▶ ABOUT THIS TASK
Search the records for the word "update" and copy every line in which it occurs.

Dataset items
#![allow(dead_code)]

use async_trait::async_trait;
use payrecon::application::engine::{NewOrder, ReconciliationEngine};
use payrecon::application::signature;
use payrecon::application::webhook::{WebhookDelivery, WebhookDispatcher};
use payrecon::config::{EngineConfig, GatewayConfig};
use payrecon::domain::order::{CustomerDetails, Order, OrderId};
use payrecon::domain::ports::{OrderStore, OrderStoreRef};
use payrecon::error::Result;
use payrecon::infrastructure::gateway::OfflineGateway;
use payrecon::infrastructure::in_memory::{InMemoryEventStore, InMemoryOrderStore};
use rust_decimal::Decimal;
use std::sync::Arc;
use std::time::Duration;

pub const KEY_SECRET: &str = "key_secret_for_tests";
pub const WEBHOOK_SECRET: &str = "webhook_secret_for_tests";

pub fn gateway_config() -> GatewayConfig {
    GatewayConfig::new("rzp_test_key", KEY_SECRET).with_webhook_secret(WEBHOOK_SECRET)
}

pub fn engine_with(orders: OrderStoreRef, config: EngineConfig) -> Arc<ReconciliationEngine> {
    Arc::new(ReconciliationEngine::new(
        orders,
        Arc::new(OfflineGateway),
        &gateway_config(),
        config,
    ))
}

pub fn engine() -> Arc<ReconciliationEngine> {
    engine_with(Arc::new(InMemoryOrderStore::new()), EngineConfig::default())
}

pub fn dispatcher(engine: &Arc<ReconciliationEngine>) -> WebhookDispatcher {
    WebhookDispatcher::new(engine.clone(), Arc::new(InMemoryEventStore::new()))
}

pub fn new_order(receipt: &str, amount: Decimal) -> NewOrder {
    NewOrder {
        amount,
        currency: "USD".to_string(),
        receipt: Some(receipt.to_string()),
        customer: CustomerDetails::default(),
    }
}

pub fn confirmation_signature(payment_ref: &str, order_ref: &str) -> String {
    signature::sign(
        format!("{payment_ref}|{order_ref}").as_bytes(),
        KEY_SECRET.as_bytes(),
    )
}

pub fn webhook_body(event: &str, payment_ref: &str, order_ref: &str) -> Vec<u8> {
    serde_json::json!({
        "event": event,
        "payload": {
            "payment": { "id": payment_ref, "order_id": order_ref },
            "order": { "id": order_ref }
        }
    })
    .to_string()
    .into_bytes()
}

pub fn webhook_signature(body: &[u8]) -> String {
    signature::sign(body, WEBHOOK_SECRET.as_bytes())
}

pub fn signed_delivery(event_id: Option<&str>, body: Vec<u8>) -> WebhookDelivery {
    let signature = webhook_signature(&body);
    WebhookDelivery {
        event_id: event_id.map(str::to_string),
        body,
        signature,
    }
}

/// Delegates to an in-memory store but sleeps before every read.
pub struct SlowStore {
    inner: InMemoryOrderStore,
    delay: Duration,
}

impl SlowStore {
    pub fn new(inner: InMemoryOrderStore, delay: Duration) -> Self {
        Self { inner, delay }
    }
}

#[async_trait]
impl OrderStore for SlowStore {
    async fn insert(&self, order: Order) -> Result<()> {
        self.inner.insert(order).await
    }

    async fn get(&self, id: OrderId) -> Result<Option<Order>> {
        tokio::time::sleep(self.delay).await;
        self.inner.get(id).await
    }

    async fn get_by_order_ref(&self, order_ref: &str) -> Result<Option<Order>> {
        tokio::time::sleep(self.delay).await;
        self.inner.get_by_order_ref(order_ref).await
    }

    async fn get_by_payment_ref(&self, payment_ref: &str) -> Result<Option<Order>> {
        tokio::time::sleep(self.delay).await;
        self.inner.get_by_payment_ref(payment_ref).await
    }

    async fn compare_and_set(&self, id: OrderId, expected_version: u64, order: Order) -> Result<bool> {
        self.inner.compare_and_set(id, expected_version, order).await
    }

    async fn all(&self) -> Result<Vec<Order>> {
        self.inner.all().await
    }
}

/// A store where some other writer always wins the race.
pub struct ContendedStore {
    inner: InMemoryOrderStore,
}

impl ContendedStore {
    pub fn new(inner: InMemoryOrderStore) -> Self {
        Self { inner }
    }
}

#[async_trait]
impl OrderStore for ContendedStore {
    async fn insert(&self, order: Order) -> Result<()> {
        self.inner.insert(order).await
    }

    async fn get(&self, id: OrderId) -> Result<Option<Order>> {
        self.inner.get(id).await
    }

    async fn get_by_order_ref(&self, order_ref: &str) -> Result<Option<Order>> {
        self.inner.get_by_order_ref(order_ref).await
    }

    async fn get_by_payment_ref(&self, payment_ref: &str) -> Result<Option<Order>> {
        self.inner.get_by_payment_ref(payment_ref).await
    }

    async fn compare_and_set(&self, _: OrderId, _: u64, _: Order) -> Result<bool> {
        Ok(false)
    }

    async fn all(&self) -> Result<Vec<Order>> {
        self.inner.all().await
    }
}
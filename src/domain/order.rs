use crate::domain::status::PaymentStatus;
use crate::error::{PaymentError, Result};
use chrono::{DateTime, Utc};
use rust_decimal::Decimal;
use serde::{Deserialize, Serialize};
use std::fmt::{self, Display};
use uuid::Uuid;

/// Internal, system-generated order identifier.
#[derive(Debug, Clone, Copy, PartialEq, Eq, Hash, Serialize, Deserialize)]
#[serde(transparent)]
pub struct OrderId(Uuid);

impl OrderId {
    pub fn generate() -> Self {
        Self(Uuid::new_v4())
    }

    pub fn as_bytes(&self) -> &[u8; 16] {
        self.0.as_bytes()
    }

    pub fn from_bytes(bytes: [u8; 16]) -> Self {
        Self(Uuid::from_bytes(bytes))
    }
}

impl Display for OrderId {
    fn fmt(&self, f: &mut fmt::Formatter<'_>) -> fmt::Result {
        self.0.fmt(f)
    }
}

impl std::str::FromStr for OrderId {
    type Err = PaymentError;

    fn from_str(s: &str) -> Result<Self> {
        Uuid::parse_str(s)
            .map(Self)
            .map_err(|e| PaymentError::ValidationError(format!("bad order id {s}: {e}")))
    }
}

/// A positive monetary amount.
#[derive(Debug, Clone, Copy, PartialEq, PartialOrd, Serialize, Deserialize)]
#[serde(try_from = "Decimal", into = "Decimal")]
pub struct Amount(Decimal);

impl Amount {
    pub fn new(value: Decimal) -> Result<Self> {
        if value > Decimal::ZERO {
            Ok(Self(value))
        } else {
            Err(PaymentError::ValidationError(
                "Amount must be positive".to_string(),
            ))
        }
    }

    pub fn value(&self) -> Decimal {
        self.0
    }

    /// Amount in the currency's minor unit, as processors expect it.
    pub fn minor_units(&self) -> Decimal {
        (self.0 * Decimal::ONE_HUNDRED).trunc()
    }
}

impl TryFrom<Decimal> for Amount {
    type Error = PaymentError;

    fn try_from(value: Decimal) -> Result<Self> {
        Self::new(value)
    }
}

impl From<Amount> for Decimal {
    fn from(amount: Amount) -> Self {
        amount.0
    }
}

/// ISO-4217 style three-letter currency code, stored upper-case.
#[derive(Debug, Clone, PartialEq, Eq, Serialize, Deserialize)]
#[serde(try_from = "String", into = "String")]
pub struct Currency(String);

impl Currency {
    pub fn new(code: &str) -> Result<Self> {
        let code = code.trim();
        if code.len() == 3 && code.chars().all(|c| c.is_ascii_alphabetic()) {
            Ok(Self(code.to_ascii_uppercase()))
        } else {
            Err(PaymentError::ValidationError(format!(
                "Currency must be a three-letter code, got {code:?}"
            )))
        }
    }

    pub fn as_str(&self) -> &str {
        &self.0
    }
}

impl TryFrom<String> for Currency {
    type Error = PaymentError;

    fn try_from(value: String) -> Result<Self> {
        Self::new(&value)
    }
}

impl From<Currency> for String {
    fn from(currency: Currency) -> Self {
        currency.0
    }
}

impl Display for Currency {
    fn fmt(&self, f: &mut fmt::Formatter<'_>) -> fmt::Result {
        f.write_str(&self.0)
    }
}

/// Customer-supplied details attached to an order.
#[derive(Debug, Clone, Default, PartialEq, Serialize, Deserialize)]
pub struct CustomerDetails {
    #[serde(default, alias = "customerName", alias = "customer_name")]
    pub name: Option<String>,
    #[serde(default, alias = "customerEmail", alias = "customer_email")]
    pub email: Option<String>,
    #[serde(default, alias = "customerPhone", alias = "customer_phone")]
    pub phone: Option<String>,
    #[serde(default)]
    pub description: Option<String>,
}

impl CustomerDetails {
    /// Overwrites fields for which `update` carries a non-blank value.
    pub fn merge(&mut self, update: &CustomerDetails) {
        fn take(slot: &mut Option<String>, value: &Option<String>) {
            if let Some(v) = value
                && !v.trim().is_empty()
            {
                *slot = Some(v.trim().to_string());
            }
        }
        take(&mut self.name, &update.name);
        take(&mut self.email, &update.email);
        take(&mut self.phone, &update.phone);
        take(&mut self.description, &update.description);
    }

    pub fn is_empty(&self) -> bool {
        [&self.name, &self.email, &self.phone, &self.description]
            .iter()
            .all(|field| field.as_deref().is_none_or(|v| v.trim().is_empty()))
    }
}

/// One payment order and its reconciliation state.
#[derive(Debug, Clone, PartialEq, Serialize, Deserialize)]
pub struct Order {
    pub internal_id: OrderId,
    /// Issued by the processor when the remote order is created.
    pub external_order_ref: String,
    /// Issued by the processor once a payment attempt exists.
    pub external_payment_ref: Option<String>,
    pub amount: Amount,
    pub currency: Currency,
    pub status: PaymentStatus,
    pub customer: CustomerDetails,
    pub created_at: DateTime<Utc>,
    pub captured_at: Option<DateTime<Utc>>,
    pub refunded_at: Option<DateTime<Utc>>,
    /// Compare-and-set token, bumped on every committed mutation.
    pub version: u64,
}

impl Order {
    pub fn open(
        external_order_ref: String,
        amount: Amount,
        currency: Currency,
        customer: CustomerDetails,
        now: DateTime<Utc>,
    ) -> Self {
        Self {
            internal_id: OrderId::generate(),
            external_order_ref,
            external_payment_ref: None,
            amount,
            currency,
            status: PaymentStatus::Pending,
            customer,
            created_at: now,
            captured_at: None,
            refunded_at: None,
            version: 0,
        }
    }

    /// Computes the successor of this order after moving to `target`.
    ///
    /// The receiver is untouched; the caller commits the returned order with a
    /// compare-and-set against `self.version`.
    pub fn transition(&self, target: PaymentStatus, now: DateTime<Utc>) -> Result<Order> {
        if !self.status.can_transition_to(target) {
            return Err(PaymentError::StatusConflict {
                from: self.status,
                to: target,
            });
        }
        let mut next = self.clone();
        next.status = target;
        if target.is_confirmed() && next.captured_at.is_none() {
            next.captured_at = Some(now);
        }
        if target.is_refunded() && next.refunded_at.is_none() {
            next.refunded_at = Some(now);
        }
        next.version += 1;
        Ok(next)
    }
}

▶ RESULT BELOW
    /// Overwrites fields for which `update` carries a non-blank value.
    pub fn merge(&mut self, update: &CustomerDetails) {
        take(&mut self.name, &update.name);
        take(&mut self.email, &update.email);
        take(&mut self.phone, &update.phone);
        take(&mut self.description, &update.description);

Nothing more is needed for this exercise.